# Aim of the task
Beginning at the line that includes "integers are big-endian." in the entries below, print each line exactly as it appears, through the last one.
::: Information provided :::
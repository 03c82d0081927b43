//! # Wire Constants
//!
//! Values that define the frame layout shared by every machine. They must
//! stay stable across builds that talk to each other.
//!
//! ```text
//! ┌──────────────┬────────────────────────────────────────────────┐
//! │ length (u32) │ body                                           │
//! │              │ ┌───────┬─────────┬──────┬──────────┬────────┐ │
//! │              │ │ magic │ version │ kind │ checksum │payload │ │
//! │              │ │  u16  │   u8    │  u8  │   u32    │  ...   │ │
//! │              │ └───────┴─────────┴──────┴──────────┴────────┘ │
//! └──────────────┴────────────────────────────────────────────────┘
//! ```
//!
//! All integers are big-endian.

/// Magic number at the start of every frame body
pub const FRAME_MAGIC: u16 = 0x1A4C;

/// Current wire version
pub const PROTOCOL_VERSION: u8 = 1;

/// Size of the length prefix preceding each frame body
pub const LENGTH_PREFIX_SIZE: usize = 4;

/// Size of the fixed body header (magic + version + kind + checksum)
pub const HEADER_SIZE: usize = 8;

/// Largest body a reader will accept. Anything bigger means the stream is
/// out of sync and cannot be trusted.
pub const MAX_FRAME_LEN: usize = 1024;

/// Payload size of a `Hello` frame (actor id)
pub const HELLO_PAYLOAD_SIZE: usize = 4;

/// Payload size of a `Clock` frame (sender id + logical clock)
pub const CLOCK_PAYLOAD_SIZE: usize = 12;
:::
# Result
//! All integers are big-endian.

/// Magic number at the start of every frame body
pub const FRAME_MAGIC: u16 = 0x1A4C;

/// Current wire version
pub const PROTOCOL_VERSION: u8 = 1;

/// Size of the length prefix preceding each frame body
pub const LENGTH_PREFIX_SIZE: usize = 4;

/// Size of the fixed body header (magic + version + kind + checksum)
pub const HEADER_SIZE: usize = 8;

/// Largest body a reader will accept. Anything bigger means the stream is
/// out of sync and cannot be trusted.
pub const MAX_FRAME_LEN: usize = 1024;

/// Payload size of a `Hello` frame (actor id)
pub const HELLO_PAYLOAD_SIZE: usize = 4;

/// Payload size of a `Clock` frame (sender id + logical clock)
pub const CLOCK_PAYLOAD_SIZE: usize = 12;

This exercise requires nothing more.